• Input for this task
Segment Open

use std::fmt;
use std::rc::Rc;

/// Shared font handle recorded in text requests.
pub type FontPtr = Rc<dyn Font>;

/// Horizontal anchoring of a text run relative to its position.
#[derive(Debug, Copy, Clone, Default, Eq, PartialEq, Hash)]
pub enum FontAlignment {
    #[default]
    Left,
    Center,
    Right,
}

/// Text metrics needed to lay out and align text.
///
/// Glyph rasterisation belongs to the renderer; the canvas only needs sizes.
pub trait Font: fmt::Debug {
    /// Line height in pixels.
    fn height(&self) -> f32;

    /// Width in pixels of a single line of text.
    fn line_width(&self, line: &str) -> f32;

    /// Width of the widest line of `text`.
    fn text_width(&self, text: &str) -> f32 {
        text.lines().map(|l| self.line_width(l)).fold(0.0, f32::max)
    }

    /// Total height of `text` (one `height()` per line, at least one line).
    fn text_height(&self, text: &str) -> f32 {
        self.height() * text.lines().count().max(1) as f32
    }
}

/// Monospaced font metrics, as used by bitmap fonts.
#[derive(Debug, Copy, Clone, PartialEq)]
pub struct FixedFont {
    pub glyph_width: f32,
    pub glyph_height: f32,
    /// Extra spacing added after every glyph.
    pub shadow_size: f32,
}

impl FixedFont {
    pub const fn new(glyph_width: f32, glyph_height: f32) -> Self {
        Self { glyph_width, glyph_height, shadow_size: 0.0 }
    }
}

impl Font for FixedFont {
    fn height(&self) -> f32 {
        self.glyph_height
    }

    fn line_width(&self, line: &str) -> f32 {
        line.chars().count() as f32 * (self.glyph_width + self.shadow_size)
    }
}
//! Coordinate and geometry types shared by the canvas, surfaces, and renderers.
//!
//! Canonical space:
//! - Pixels, origin top-left
//! - +X right, +Y down
//!
//! Float geometry (`Vec2`, `Rect`) is used for positions and destinations;
//! integer geometry (`PixelRect`) addresses texels inside a texture.

mod pixel_rect;
mod rect;
mod vec2;

pub use pixel_rect::PixelRect;
pub use rect::Rect;
pub use vec2::Vec2;
//! The demo frame the viewer records.

use std::rc::Rc;

use lantern_video::canvas::PixelProbe;
use lantern_video::coords::{Rect, Vec2};
use lantern_video::font::{FixedFont, FontAlignment, FontPtr};
use lantern_video::paint::{Blend, Color, Flip, GradientDirection, PaintStyle};
use lantern_video::{DrawingContext, Layer, SurfacePtr};

pub const SCREEN: Rect = Rect::new(0.0, 0.0, 640.0, 480.0);

/// Camera position for the scrolled part of the frame.
const CAMERA: Vec2 = Vec2::new(160.0, 0.0);

/// Records one frame showing `surface` in the ways a level would use it.
///
/// Returns a probe for the color under the screen center.
pub fn record_frame(ctx: &mut DrawingContext, surface: &SurfacePtr) -> PixelProbe {
    let font: FontPtr = Rc::new(FixedFont::new(8.0, 16.0));
    let size = surface.size();

    // Screen-space background.
    ctx.color().draw_gradient(
        Color::rgb(0.1, 0.1, 0.3),
        Color::rgb(0.4, 0.6, 0.9),
        Layer::BACKGROUND0,
        GradientDirection::Vertical,
        SCREEN,
    );

    ctx.push_transform();
    ctx.set_translation(CAMERA);

    // A row of tiles, then the surface as an object, mirrored and tinted.
    let tiles: Vec<Rect> = (0..8)
        .map(|i| Rect::new(CAMERA.x + i as f32 * size.x, 400.0, size.x, size.y))
        .collect();
    let src = vec![Rect::from(surface.source_region()); tiles.len()];
    ctx.color().draw_surface_batch(surface, &src, &tiles, Color::WHITE, Layer::TILES);

    let center = CAMERA + SCREEN.size / 2.0;
    ctx.color().draw_surface(surface, center, Layer::OBJECTS);
    ctx.color().draw_surface_ex(
        &surface.flipped(Flip::HORIZONTAL),
        center - Vec2::new(96.0, 0.0),
        15.0,
        Color::rgb(1.0, 0.8, 0.8),
        Blend::BLEND,
        Layer::OBJECTS.offset(1),
    );
    ctx.color().draw_surface_part(
        surface,
        Rect::new(0.0, 0.0, size.x / 2.0, size.y / 2.0),
        Rect::from_origin_size(center + Vec2::new(96.0, 0.0), size),
        Layer::FOREGROUND0,
        PaintStyle::new().set_alpha(0.5),
    );
    // Off to the left of the camera; culled.
    ctx.color().draw_surface(surface, Vec2::new(-500.0, 0.0), Layer::OBJECTS);

    // Lights around the objects.
    ctx.light().draw_filled_rect_rounded(
        Rect::from_origin_size(center - Vec2::new(64.0, 64.0), Vec2::new(128.0, 128.0)),
        Color::rgb(1.0, 0.9, 0.6),
        32.0,
        Layer::OBJECTS,
    );
    ctx.light().draw_triangle(
        center,
        center + Vec2::new(-80.0, 200.0),
        center + Vec2::new(80.0, 200.0),
        Color::rgb(0.5, 0.5, 0.7),
        Layer::OBJECTS,
    );

    let probe = ctx.color().get_pixel(center);
    ctx.pop_transform();

    // HUD, unaffected by the camera and the lightmap.
    ctx.color().draw_line(Vec2::new(0.0, 24.0), Vec2::new(SCREEN.width(), 24.0), Color::WHITE, Layer::HUD);
    ctx.color().draw_text(
        &font,
        format!("{}x{}", surface.width(), surface.height()),
        Vec2::new(8.0, 4.0),
        FontAlignment::Left,
        Layer::HUD,
        Color::WHITE,
    );
    ctx.color().draw_center_text(&font, "lantern", Vec2::new(0.0, 4.0), Layer::HUD, Color::YELLOW);
    ctx.color().draw_inverse_ellipse(SCREEN.center(), Vec2::new(560.0, 400.0), Color::BLACK, Layer::GUI);

    probe
}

Segment Closed

• Task item
Print the material in full, exactly as written.

• Result of the task
use std::fmt;
use std::rc::Rc;

/// Shared font handle recorded in text requests.
pub type FontPtr = Rc<dyn Font>;

/// Horizontal anchoring of a text run relative to its position.
#[derive(Debug, Copy, Clone, Default, Eq, PartialEq, Hash)]
pub enum FontAlignment {
    #[default]
    Left,
    Center,
    Right,
}

/// Text metrics needed to lay out and align text.
///
/// Glyph rasterisation belongs to the renderer; the canvas only needs sizes.
pub trait Font: fmt::Debug {
    /// Line height in pixels.
    fn height(&self) -> f32;

    /// Width in pixels of a single line of text.
    fn line_width(&self, line: &str) -> f32;

    /// Width of the widest line of `text`.
    fn text_width(&self, text: &str) -> f32 {
        text.lines().map(|l| self.line_width(l)).fold(0.0, f32::max)
    }

    /// Total height of `text` (one `height()` per line, at least one line).
    fn text_height(&self, text: &str) -> f32 {
        self.height() * text.lines().count().max(1) as f32
    }
}

/// Monospaced font metrics, as used by bitmap fonts.
#[derive(Debug, Copy, Clone, PartialEq)]
pub struct FixedFont {
    pub glyph_width: f32,
    pub glyph_height: f32,
    /// Extra spacing added after every glyph.
    pub shadow_size: f32,
}

impl FixedFont {
    pub const fn new(glyph_width: f32, glyph_height: f32) -> Self {
        Self { glyph_width, glyph_height, shadow_size: 0.0 }
    }
}

impl Font for FixedFont {
    fn height(&self) -> f32 {
        self.glyph_height
    }

    fn line_width(&self, line: &str) -> f32 {
        line.chars().count() as f32 * (self.glyph_width + self.shadow_size)
    }
}
//! Coordinate and geometry types shared by the canvas, surfaces, and renderers.
//!
//! Canonical space:
//! - Pixels, origin top-left
//! - +X right, +Y down
//!
//! Float geometry (`Vec2`, `Rect`) is used for positions and destinations;
//! integer geometry (`PixelRect`) addresses texels inside a texture.

mod pixel_rect;
mod rect;
mod vec2;

pub use pixel_rect::PixelRect;
pub use rect::Rect;
pub use vec2::Vec2;
//! The demo frame the viewer records.

use std::rc::Rc;

use lantern_video::canvas::PixelProbe;
use lantern_video::coords::{Rect, Vec2};
use lantern_video::font::{FixedFont, FontAlignment, FontPtr};
use lantern_video::paint::{Blend, Color, Flip, GradientDirection, PaintStyle};
use lantern_video::{DrawingContext, Layer, SurfacePtr};

pub const SCREEN: Rect = Rect::new(0.0, 0.0, 640.0, 480.0);

/// Camera position for the scrolled part of the frame.
const CAMERA: Vec2 = Vec2::new(160.0, 0.0);

/// Records one frame showing `surface` in the ways a level would use it.
///
/// Returns a probe for the color under the screen center.
pub fn record_frame(ctx: &mut DrawingContext, surface: &SurfacePtr) -> PixelProbe {
    let font: FontPtr = Rc::new(FixedFont::new(8.0, 16.0));
    let size = surface.size();

    // Screen-space background.
    ctx.color().draw_gradient(
        Color::rgb(0.1, 0.1, 0.3),
        Color::rgb(0.4, 0.6, 0.9),
        Layer::BACKGROUND0,
        GradientDirection::Vertical,
        SCREEN,
    );

    ctx.push_transform();
    ctx.set_translation(CAMERA);

    // A row of tiles, then the surface as an object, mirrored and tinted.
    let tiles: Vec<Rect> = (0..8)
        .map(|i| Rect::new(CAMERA.x + i as f32 * size.x, 400.0, size.x, size.y))
        .collect();
    let src = vec![Rect::from(surface.source_region()); tiles.len()];
    ctx.color().draw_surface_batch(surface, &src, &tiles, Color::WHITE, Layer::TILES);

    let center = CAMERA + SCREEN.size / 2.0;
    ctx.color().draw_surface(surface, center, Layer::OBJECTS);
    ctx.color().draw_surface_ex(
        &surface.flipped(Flip::HORIZONTAL),
        center - Vec2::new(96.0, 0.0),
        15.0,
        Color::rgb(1.0, 0.8, 0.8),
        Blend::BLEND,
        Layer::OBJECTS.offset(1),
    );
    ctx.color().draw_surface_part(
        surface,
        Rect::new(0.0, 0.0, size.x / 2.0, size.y / 2.0),
        Rect::from_origin_size(center + Vec2::new(96.0, 0.0), size),
        Layer::FOREGROUND0,
        PaintStyle::new().set_alpha(0.5),
    );
    // Off to the left of the camera; culled.
    ctx.color().draw_surface(surface, Vec2::new(-500.0, 0.0), Layer::OBJECTS);

    // Lights around the objects.
    ctx.light().draw_filled_rect_rounded(
        Rect::from_origin_size(center - Vec2::new(64.0, 64.0), Vec2::new(128.0, 128.0)),
        Color::rgb(1.0, 0.9, 0.6),
        32.0,
        Layer::OBJECTS,
    );
    ctx.light().draw_triangle(
        center,
        center + Vec2::new(-80.0, 200.0),
        center + Vec2::new(80.0, 200.0),
        Color::rgb(0.5, 0.5, 0.7),
        Layer::OBJECTS,
    );

    let probe = ctx.color().get_pixel(center);
    ctx.pop_transform();

    // HUD, unaffected by the camera and the lightmap.
    ctx.color().draw_line(Vec2::new(0.0, 24.0), Vec2::new(SCREEN.width(), 24.0), Color::WHITE, Layer::HUD);
    ctx.color().draw_text(
        &font,
        format!("{}x{}", surface.width(), surface.height()),
        Vec2::new(8.0, 4.0),
        FontAlignment::Left,
        Layer::HUD,
        Color::WHITE,
    );
    ctx.color().draw_center_text(&font, "lantern", Vec2::new(0.0, 4.0), Layer::HUD, Color::YELLOW);
    ctx.color().draw_inverse_ellipse(SCREEN.center(), Vec2::new(560.0, 400.0), Color::BLACK, Layer::GUI);

    probe
}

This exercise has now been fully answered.